Gadolinium deposition in the brain
Gadolinium-based contrast agents are not prescribed medications but they constitute an indispensable element of many magnetic resonance (MRI) scans. They have been used for at least 36 years now. In 2014 Kanda et al. reported T1-hyperintense dentate nuclei and globi pallidi on unenhanced MRI and concluded that these might result from previous gadolinium-based contrast agents (GBCA) administrations [40] (Figure 16). Since then it has been a well-known fact that gadolinium deposition occurs with all contrast agents, although linear agents appear to deposit more than macrocyclic ones. No adverse biologic or clinical effects from gadolinium deposition have been reported to date [41]. However, in line with the ALARA principle (as low as reasonably achievable; this principle has so far been applied to ionizing radiation, ensuring that its dose to the patient is the lowest possible) and the recommendations of European and American regulatory agencies, it has been stated that GBCA administration should be minimized and only indicated if it is essential for the patients’ clinical management [42].
Conclusions
Medication-induced changes should be considered in the differential diagnosis of neurologic disorders with abnormal brain MR images.

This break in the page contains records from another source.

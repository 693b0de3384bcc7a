//! Piece shapes - the seven canonical matrices and their rotation
//!
//! Shapes are square matrices (side 2, 3 or 4) stored in a fixed 4x4 buffer.
//! A nonzero entry is an occupied cell and carries the piece's colour id.
//! Rotation is transpose-and-reverse: `rotated[col][n-1-row] = original[row][col]`.

use crate::collision::{absolute_cells, is_valid_placement};
use crate::grid::Grid;
use crate::types::{Cell, PieceKind, BOARD_WIDTH, EMPTY, SPAWN_EDGE_ROW};

/// Largest shape side (the I piece).
pub const MAX_SHAPE_SIZE: usize = 4;

/// Square shape matrix
#[derive(Debug, Clone, Copy, PartialEq, Eq, Hash)]
pub struct Shape {
    size: u8,
    cells: [[Cell; MAX_SHAPE_SIZE]; MAX_SHAPE_SIZE],
}

impl Shape {
    /// Build a shape from the top-left `size` x `size` block of `cells`.
    ///
    /// Entries outside that block are ignored.
    pub const fn new(size: u8, cells: [[Cell; MAX_SHAPE_SIZE]; MAX_SHAPE_SIZE]) -> Self {
        let mut masked = [[EMPTY; MAX_SHAPE_SIZE]; MAX_SHAPE_SIZE];
        let mut row = 0;
        while row < size as usize {
            let mut col = 0;
            while col < size as usize {
                masked[row][col] = cells[row][col];
                col += 1;
            }
            row += 1;
        }
        Self {
            size,
            cells: masked,
        }
    }

    /// Side length of the matrix
    pub fn size(&self) -> u8 {
        self.size
    }

    /// Value at local (row, col), `EMPTY` outside the matrix.
    pub fn get(&self, row: usize, col: usize) -> Cell {
        if row >= self.size as usize || col >= self.size as usize {
            return EMPTY;
        }
        self.cells[row][col]
    }

    /// Matrix rows (each `size` long)
    pub fn rows(&self) -> impl Iterator<Item = &[Cell]> + '_ {
        self.cells[..self.size as usize]
            .iter()
            .map(move |r| &r[..self.size as usize])
    }

    /// Local (row, col) of every occupied cell
    pub fn occupied(&self) -> impl Iterator<Item = (u8, u8)> + '_ {
        let n = self.size as usize;
        (0..n).flat_map(move |row| {
            (0..n)
                .filter(move |&col| self.cells[row][col] != EMPTY)
                .map(move |col| (row as u8, col as u8))
        })
    }

    /// 90° clockwise rotation
    pub fn rotated(&self) -> Self {
        let n = self.size as usize;
        let mut out = [[EMPTY; MAX_SHAPE_SIZE]; MAX_SHAPE_SIZE];
        for (row, line) in self.cells.iter().enumerate().take(n) {
            for (col, &cell) in line.iter().enumerate().take(n) {
                out[col][n - 1 - row] = cell;
            }
        }
        Self {
            size: self.size,
            cells: out,
        }
    }
}

const I_SHAPE: Shape = Shape::new(4, [[0, 0, 0, 0], [1, 1, 1, 1], [0, 0, 0, 0], [0, 0, 0, 0]]);
const O_SHAPE: Shape = Shape::new(2, [[2, 2, 0, 0], [2, 2, 0, 0], [0; 4], [0; 4]]);
const T_SHAPE: Shape = Shape::new(3, [[0, 3, 0, 0], [3, 3, 3, 0], [0; 4], [0; 4]]);
const S_SHAPE: Shape = Shape::new(3, [[0, 4, 4, 0], [4, 4, 0, 0], [0; 4], [0; 4]]);
const Z_SHAPE: Shape = Shape::new(3, [[5, 5, 0, 0], [0, 5, 5, 0], [0; 4], [0; 4]]);
const J_SHAPE: Shape = Shape::new(3, [[6, 0, 0, 0], [6, 6, 6, 0], [0; 4], [0; 4]]);
const L_SHAPE: Shape = Shape::new(3, [[0, 0, 7, 0], [7, 7, 7, 0], [0; 4], [0; 4]]);

/// Spawn orientation of a piece kind
pub fn get_shape(kind: PieceKind) -> Shape {
    match kind {
        PieceKind::I => I_SHAPE,
        PieceKind::O => O_SHAPE,
        PieceKind::T => T_SHAPE,
        PieceKind::S => S_SHAPE,
        PieceKind::Z => Z_SHAPE,
        PieceKind::J => J_SHAPE,
        PieceKind::L => L_SHAPE,
    }
}

/// A piece in play: shape, anchor and kind
///
/// The anchor is the grid position of the shape's local (0, 0). Local rows
/// count toward the lock edge: `abs_y = y - row`.
#[derive(Debug, Clone, Copy, PartialEq, Eq, Hash)]
pub struct Piece {
    pub kind: PieceKind,
    pub shape: Shape,
    pub x: i8,
    pub y: i8,
}

impl Piece {
    /// Create a piece at its spawn position: horizontally centred, anchored
    /// on the spawn edge
    pub fn new(kind: PieceKind) -> Self {
        let shape = get_shape(kind);
        Self {
            kind,
            shape,
            x: (BOARD_WIDTH / 2) as i8 - (shape.size() / 2) as i8,
            y: SPAWN_EDGE_ROW,
        }
    }

    pub fn color(&self) -> Cell {
        self.kind.color()
    }

    /// Absolute grid coordinates of every occupied cell
    pub fn cells(&self) -> impl Iterator<Item = (i8, i8)> + '_ {
        absolute_cells(&self.shape, self.x, self.y)
    }

    /// Check if the piece sits at a legal placement
    pub fn is_valid(&self, grid: &Grid) -> bool {
        is_valid_placement(grid, &self.shape, self.x, self.y)
    }
}

#[cfg(test)]
mod tests {
    use super::*;

    #[test]
    fn test_spawn_position_is_centred_on_spawn_edge() {
        let i = Piece::new(PieceKind::I);
        assert_eq!((i.x, i.y), (3, 19));

        let o = Piece::new(PieceKind::O);
        assert_eq!((o.x, o.y), (4, 19));

        let t = Piece::new(PieceKind::T);
        assert_eq!((t.x, t.y), (4, 19));
        assert!(t.is_valid(&Grid::new()));
    }

    #[test]
    fn test_piece_cells_use_inverted_rows() {
        let t = Piece::new(PieceKind::T);
        let mut cells: Vec<(i8, i8)> = t.cells().collect();
        cells.sort();
        assert_eq!(cells, vec![(4, 18), (5, 18), (5, 19), (6, 18)]);
    }

    #[test]
    fn test_every_shape_has_four_cells_of_its_color() {
        for kind in PieceKind::ALL {
            let shape = get_shape(kind);
            assert_eq!(shape.occupied().count(), 4, "{:?}", kind);
            for (row, col) in shape.occupied() {
                assert_eq!(shape.get(row as usize, col as usize), kind.color());
            }
        }
    }

    #[test]
    fn test_rotate_t_clockwise() {
        let rotated = get_shape(PieceKind::T).rotated();
        let rows: Vec<&[Cell]> = rotated.rows().collect();
        assert_eq!(rows, vec![&[0, 3, 0][..], &[0, 3, 3][..], &[0, 3, 0][..]]);
    }

    #[test]
    fn test_rotate_i_is_vertical() {
        let rotated = get_shape(PieceKind::I).rotated();
        let cells: Vec<(u8, u8)> = rotated.occupied().collect();
        assert_eq!(cells, vec![(0, 2), (1, 2), (2, 2), (3, 2)]);
    }

    #[test]
    fn test_o_rotation_is_identity() {
        let o = get_shape(PieceKind::O);
        assert_eq!(o.rotated(), o);
    }

    #[test]
    fn test_new_masks_outside_size() {
        let shape = Shape::new(2, [[1, 1, 1, 1], [1, 1, 1, 1], [1; 4], [1; 4]]);
        assert_eq!(shape.occupied().count(), 4);
        assert_eq!(shape.get(2, 2), EMPTY);
    }
}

The knowledge of the patients’ diseases and the medications they take is crucial to establish the correct diagnosis. The absence of these data in a referral for an MR brain scan can result in completely wrong suspicions and unleash unnecessary, complicated, time-consuming and expensive diagnostics causing additional stress in patients and their guardians.
Recreational drugs and other addictive substances are not the subject of this review because they are not prescribed medications, although knowledge of their use is equally essential for diagnosis.